The Prodigal Son by Albrecht Durer, c1496. Detail colorized by A Journey through NYC religions

 

When he becomes detached from family and friends, a man enters into a kind of twilight existence. Their world seems petty. Their old traditions, once believed, seem mirage-like. The man’s isolation intensifies. Then, one night, on a restless stroll, he sees a faded sign that reads, MAGIC THEATER: ENTRANCE NOT FOR EVERYBODY…MADMEN ONLY!

He pauses to grasp its attraction to him. He has a choice, will he dare to enter the theater, thereby recognizing that he is a madman, or will he just remain in the life that he has always known and deny that he is mad. Such a dilemma presented itself to the lead character in Steppenwolf, a novel written as Germany was falling apart in the 1920s.

The play button of the new podcast Hinge should be labeled with such a sign, FOR MADMEN ONLY!

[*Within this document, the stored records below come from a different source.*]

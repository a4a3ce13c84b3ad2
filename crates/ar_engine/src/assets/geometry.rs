//! Loaded model and material data

use std::path::PathBuf;

use crate::render::backend::TextureHandle;

/// Interleaved vertex as uploaded to the graphics backend
#[repr(C)]
#[derive(Debug, Clone, Copy, Default, PartialEq)]
pub struct Vertex {
    /// Model-space position
    pub position: [f32; 3],
    /// Unit normal
    pub normal: [f32; 3],
    /// Texture coordinate
    pub tex_coord: [f32; 2],
}

// SAFETY: `Vertex` is `repr(C)`, made only of `f32` arrays, and has no padding.
#[allow(unsafe_code)]
unsafe impl bytemuck::Zeroable for Vertex {}
// SAFETY: as above; every bit pattern is a valid `Vertex`.
#[allow(unsafe_code)]
unsafe impl bytemuck::Pod for Vertex {}

/// Consecutive triangles drawn with one material
#[derive(Debug, Clone, Copy, PartialEq, Eq)]
pub struct MaterialRange {
    /// Index into the model's material list; `None` draws the default material
    pub material: Option<usize>,
    /// First triangle of the run
    pub first_triangle: usize,
    /// Number of triangles in the run
    pub triangle_count: usize,
}

/// Options applied while parsing geometry
#[derive(Debug, Clone, Copy, PartialEq)]
pub struct LoadOptions {
    /// Uniform scale applied to positions
    pub scale: f32,
    /// Swap Y and Z of positions and normals
    pub swap_yz: bool,
}

impl Default for LoadOptions {
    fn default() -> Self {
        Self {
            scale: 1.0,
            swap_yz: false,
        }
    }
}

/// Geometry loader output
#[derive(Debug, Clone, Default, PartialEq)]
pub struct GeometryData {
    /// Triangles in file order
    pub triangles: Vec<[Vertex; 3]>,
    /// Material runs covering `triangles` in order
    pub ranges: Vec<MaterialRange>,
    /// Referenced material names, in first-use order
    pub material_names: Vec<String>,
    /// Material libraries named by `mtllib`, resolved against the OBJ directory
    pub material_libraries: Vec<PathBuf>,
}

/// A resident model: immutable after load
#[derive(Debug, Clone, PartialEq)]
pub struct ModelAsset {
    identifier: String,
    triangles: Vec<[Vertex; 3]>,
    ranges: Vec<MaterialRange>,
    material_names: Vec<String>,
}

impl ModelAsset {
    /// Wrap parsed geometry under an identifier
    pub fn new(identifier: impl Into<String>, geometry: GeometryData) -> Self {
        Self {
            identifier: identifier.into(),
            triangles: geometry.triangles,
            ranges: geometry.ranges,
            material_names: geometry.material_names,
        }
    }

    /// Model identifier
    pub fn identifier(&self) -> &str {
        &self.identifier
    }

    /// Triangles in file order
    pub fn triangles(&self) -> &[[Vertex; 3]] {
        &self.triangles
    }

    /// Material runs
    pub fn ranges(&self) -> &[MaterialRange] {
        &self.ranges
    }

    /// Material references, matching the cache's material list by index
    pub fn material_names(&self) -> &[String] {
        &self.material_names
    }

    /// Number of triangles
    pub fn triangle_count(&self) -> usize {
        self.triangles.len()
    }

    /// Raw vertex bytes for upload
    pub fn vertex_bytes(&self) -> &[u8] {
        bytemuck::cast_slice(&self.triangles)
    }
}

/// Decoded texture pixels, tightly packed RGBA8
#[derive(Debug, Clone, PartialEq, Eq)]
pub struct TexturePixels {
    /// Source file
    pub path: PathBuf,
    /// Width in pixels
    pub width: u32,
    /// Height in pixels
    pub height: u32,
    /// `width * height * 4` bytes
    pub rgba: Vec<u8>,
}

/// Material loader output: coefficients plus an optional decoded texture
#[derive(Debug, Clone, PartialEq)]
pub struct MaterialData {
    /// Material name
    pub name: String,
    /// Ambient reflectance (Ka)
    pub ambient: [f32; 3],
    /// Diffuse reflectance (Kd)
    pub diffuse: [f32; 3],
    /// Specular reflectance (Ks)
    pub specular: [f32; 3],
    /// Specular exponent (Ns)
    pub shininess: f32,
    /// Opacity (d)
    pub dissolve: f32,
    /// Diffuse texture (map_Kd)
    pub texture: Option<TexturePixels>,
}

impl MaterialData {
    /// Flat grey used for faces without a resolvable material
    pub fn fallback(name: impl Into<String>) -> Self {
        Self {
            name: name.into(),
            ambient: [1.0, 1.0, 1.0],
            diffuse: [0.8, 0.8, 0.8],
            specular: [0.0, 0.0, 0.0],
            shininess: 0.0,
            dissolve: 1.0,
            texture: None,
        }
    }
}

/// A resident material; its texture lives on the graphics backend
#[derive(Debug, Clone, PartialEq)]
pub struct MaterialAsset {
    /// Material name
    pub name: String,
    /// Ambient reflectance
    pub ambient: [f32; 3],
    /// Diffuse reflectance
    pub diffuse: [f32; 3],
    /// Specular reflectance
    pub specular: [f32; 3],
    /// Specular exponent
    pub shininess: f32,
    /// Opacity
    pub dissolve: f32,
    /// Uploaded diffuse texture
    pub texture: Option<TextureHandle>,
}

impl MaterialAsset {
    /// Combine loaded coefficients with an uploaded texture handle
    pub fn from_data(data: &MaterialData, texture: Option<TextureHandle>) -> Self {
        Self {
            name: data.name.clone(),
            ambient: data.ambient,
            diffuse: data.diffuse,
            specular: data.specular,
            shininess: data.shininess,
            dissolve: data.dissolve,
            texture,
        }
    }
}
//! AR pipeline orchestration
//!
//! One thread drives each frame strictly in order:
//!
//! ```text
//! drain commands -> acquire frame -> estimate pose -> cache lookup
//!     -> compose transform -> draw background (+ model) -> present
//! ```
//!
//! The model being displayed is pinned in the asset cache. A model switch
//! only records the requested identifier; the next frame's cache lookup loads
//! it, and only then is the previous model unpinned for good.

mod stats;

#[cfg(test)]
mod tests;

pub use stats::FrameStats;

use std::time::Duration;

use thiserror::Error;

use crate::assets::{AssetCache, AssetLoadError, CachedAsset, GeometryLoader, MaterialLoader};
use crate::core::config::{ApplicationConfig, ConfigError, LightingConfig};
use crate::foundation::time::{FramePacer, Timer};
use crate::input::{Command, CommandQueue, CommandSender};
use crate::render::{GraphicsBackend, RenderError, RenderSubmitter};
use crate::scene::{FinalTransform, SceneComposer, TransformControls, TransformState};
use crate::vision::{
    CalibrationMismatch, CameraIntrinsics, DetectionError, Frame, FramePoll, FrameSource,
    FrameSourceError, MarkerDetector, MarkerDictionary, MarkerPoseEstimator, PoseError,
};

/// Pipeline lifecycle
#[derive(Debug, Clone, Copy, PartialEq, Eq)]
pub enum PipelineState {
    /// Built, not started
    Idle,
    /// Processing frames
    Running,
    /// Resources released; terminal
    ShuttingDown,
}

/// Pipeline errors
#[derive(Error, Debug)]
pub enum PipelineError {
    /// The detection primitive faulted
    #[error("Detection backend error: {0}")]
    DetectionBackend(#[from] DetectionError),

    /// Frames do not match the camera calibration
    #[error(transparent)]
    CalibrationMismatch(#[from] CalibrationMismatch),

    /// A model could not be loaded and there is nothing to fall back to
    #[error(transparent)]
    AssetLoad(#[from] AssetLoadError),

    /// The render target is unusable
    #[error("Graphics backend error: {0}")]
    GraphicsBackend(#[from] RenderError),

    /// The camera is absent or faulted
    #[error("Frame source error: {0}")]
    FrameSource(#[from] FrameSourceError),

    /// Invalid configuration
    #[error("Configuration error: {0}")]
    Config(#[from] ConfigError),

    /// Operation not valid in the current state
    #[error("Pipeline is {actual:?}, expected {expected:?}")]
    InvalidState {
        /// State the operation needs
        expected: PipelineState,
        /// State the pipeline is in
        actual: PipelineState,
    },
}

impl From<PoseError> for PipelineError {
    fn from(error: PoseError) -> Self {
        match error {
            PoseError::CalibrationMismatch(e) => Self::CalibrationMismatch(e),
            PoseError::Detection(e) => Self::DetectionBackend(e),
        }
    }
}

/// What one iteration of the frame loop did
#[derive(Debug, Clone, Copy, PartialEq, Eq)]
pub enum FrameOutcome {
    /// Background and model presented
    Rendered,
    /// Background presented, no usable marker
    NoMarker,
    /// Detection faulted; nothing drawn this frame
    DetectionFault,
    /// No frame in time; previous image presented again
    Timeout,
    /// Exit arrived mid-frame; the frame was dropped unpresented
    Aborted,
    /// Exit command processed before the frame started
    Stopped,
    /// The frame source ended
    Closed,
}

/// External collaborators the pipeline drives
pub struct Collaborators {
    /// Camera or file-backed frames
    pub frame_source: Box<dyn FrameSource>,
    /// Marker detection primitive
    pub detector: Box<dyn MarkerDetector>,
    /// Model geometry loader
    pub geometry_loader: Box<dyn GeometryLoader>,
    /// Material library loader
    pub material_loader: Box<dyn MaterialLoader>,
    /// 3D submission backend
    pub backend: Box<dyn GraphicsBackend>,
}

/// The frame loop and everything it owns
pub struct ArPipeline {
    state: PipelineState,
    source: Box<dyn FrameSource>,
    estimator: MarkerPoseEstimator,
    intrinsics: CameraIntrinsics,
    dictionary: MarkerDictionary,
    marker_size: f64,
    frame_timeout: Duration,
    lighting: LightingConfig,
    cache: AssetCache,
    composer: SceneComposer,
    submitter: RenderSubmitter,
    controls: TransformControls,
    commands: CommandQueue,
    requested_model: Option<String>,
    displayed_model: Option<String>,
    pacer: FramePacer,
    timer: Timer,
    stats: FrameStats,
}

Here’s the premise of the podcast, for anyone who thinks that an over-dramatic statement: two friends, Drew Sokol, a pastor of the Manhattan’s Redeemer Presbyterian Church, the other Cory Markum, a writer for the successful blog Atheist Republic, team together to pursue to the furthest possible clarity the claims made by followers of Jesus Christ that he is God, died, and was resurrected. On that event hinges the veracity of the Christian faith; for “if Christ has not been raised, our preaching is useless and so is your faith,” as one of Jesus’ followers observed.

 

Photo by Tony Carnes/A Journey through NYC religions

 

On the other hand, if it can be proved that Christ had been raised, the atheist may have to reconsider some of his basic assumptions. Whose world will fall apart?

That’s the mad terror of such a project: each partner was committed to the honesty of their interviews and conversations to the point of acknowledging that if either one found their beliefs unmistakably proven wrong, he would have to change what his entire career, and life, was based upon. “It would feel like the choice had been made for me,” said Sokol. To dive into an investigation so exhaustive and so profound that it might overturn one’s entire life, to open oneself up to such a risk for the sake of discovering truth, takes a bit of madness to commit to!  It also seems to involve a bit of desperation for such truth. And these days feel desperate.

This is not the first project of its kind to be published. The most popular might be the recounting of journalist and atheist Lee Strobel’s investigation into the historical Jesus. He was a reporter for the Chicago Tribune who started researching his wife’s turn toward Christianity. Along the way, Strobel became a Christian himself and wrote the book The Case for Christ  as a testament to the facts that convinced him. Published in 1998, the book reflected a happier time of evangelical Christian resurgence. Now, a younger generation is searching for its own pathway.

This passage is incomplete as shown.